Molecular ordering of cellulose after extraction of polysaccharides from primary cell walls of Arabidopsis thaliana: a solid-state CP/MAS 13C NMR study Original Research Article

Solid-state CP/MAS 13C NMR spectroscopy was used to determine the effects of three different sequential extraction procedures, used to remove non-cellulosic polysaccharides, on the molecular ordering of cellulose in a cell-wall preparation containing mostly primary cell walls obtained from the leaves of the model dicotyledon, Arabidopsis thaliana. The extractions were 50 mM trans-1,2-diaminocyclohexane N,N,N′,N′-tetraacetic acid (CDTA) and 50 mM sodium carbonate (giving Residue 1); 50 mM CDTA, 50 mM sodium carbonate and 1 M KOH (giving Residue 2); and 50 mM CDTA, 50 mM sodium carbonate and 4 M KOH (giving Residue 3). The molecular ordering of cellulose in Residue 1 was similar to that in unextracted walls: the cellulose was almost all crystalline, with 43% of molecules contained in crystallite interiors and similar proportions of the triclinic (Iα) and monoclinic (Iβ) crystal forms. Residue 2 was partly decrystallized and the remaining crystallites were mostly in the Iβ form. Residue 3 was a mixture of cellulose II, cellulose I and amorphous cellulose.
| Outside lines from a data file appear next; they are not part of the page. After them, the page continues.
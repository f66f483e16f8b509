use clap::{Args, Parser, Subcommand};
use std::path::PathBuf;

use crate::mcp::types::AgentType;

#[derive(Parser, Debug)]
#[command(name = "agentmesh", version, about = "Agent RPC and status substrate")]
pub struct Cli {
    #[command(subcommand)]
    pub command: Commands,
}

/// Options shared by every subcommand.
#[derive(Args, Debug, Default, Clone)]
pub struct CommonArgs {
    /// Agent workspace directory (also where agentmesh.toml is looked up)
    #[arg(short, long)]
    pub workspace: Option<PathBuf>,

    /// Shared status directory
    #[arg(long)]
    pub shared_dir: Option<PathBuf>,

    /// Path to config file (overrides default search)
    #[arg(short, long)]
    pub config: Option<PathBuf>,
}

#[derive(Subcommand, Debug)]
pub enum Commands {
    /// Run one agent until interrupted
    Serve {
        #[command(flatten)]
        common: CommonArgs,

        /// Agent id (defaults to "<type>-agent")
        #[arg(long)]
        id: Option<String>,

        /// Agent role: customer, pm, coder, reviewer or tester
        #[arg(short = 't', long = "type", value_parser = parse_agent_type)]
        agent_type: Option<AgentType>,

        /// Listen address
        #[arg(long)]
        host: Option<String>,

        /// Listen port (0 picks a free port)
        #[arg(short, long)]
        port: Option<u16>,

        /// Peer to register with the router, as ID=URL (repeatable)
        #[arg(long = "peer", value_parser = parse_peer)]
        peers: Vec<(String, String)>,
    },
    /// Watch the shared status directory and log changes
    Watch {
        #[command(flatten)]
        common: CommonArgs,

        /// Seconds between full re-scans
        #[arg(long)]
        scan_interval: Option<u64>,
    },
    /// Send one RPC request to a peer and print the result
    Call {
        #[command(flatten)]
        common: CommonArgs,

        /// Peer base URL, e.g. http://127.0.0.1:3001
        url: String,

        /// RPC method: ping, tools/list or tools/call
        method: String,

        /// JSON params, e.g. '{"name":"echo","arguments":{"x":1}}'
        #[arg(long)]
        params: Option<String>,

        /// Total attempts before giving up
        #[arg(long, default_value_t = 1)]
        retries: u32,

        /// Base backoff between attempts in milliseconds
        #[arg(long, default_value_t = 1000)]
        backoff_ms: u64,

        /// Request timeout in milliseconds
        #[arg(long)]
        timeout: Option<u64>,
    },
}

impl Commands {
    pub fn common(&self) -> &CommonArgs {
        match self {
            Commands::Serve { common, .. }
            | Commands::Watch { common, .. }
            | Commands::Call { common, .. } => common,
        }
    }
}

fn parse_agent_type(raw: &str) -> Result<AgentType, String> {
    raw.parse()
}

fn parse_peer(raw: &str) -> Result<(String, String), String> {
    let (id, url) = raw
        .split_once('=')
        .ok_or_else(|| format!("expected ID=URL, got '{raw}'"))?;
    if id.trim().is_empty() || url.trim().is_empty() {
        return Err(format!("expected ID=URL, got '{raw}'"));
    }
    Ok((id.trim().to_string(), url.trim().to_string()))
}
The presence of signals at 100.0 and 102.3 ppm in the spectra of Residues 1 and 2, but not of unextracted cell walls, suggested that the extractions giving these residues caused some of the non-cellulosic polysaccharides, possibly xyloglucans and galactoglucomannans, to become relatively well ordered, for example through interactions with cellulose crystallite surfaces.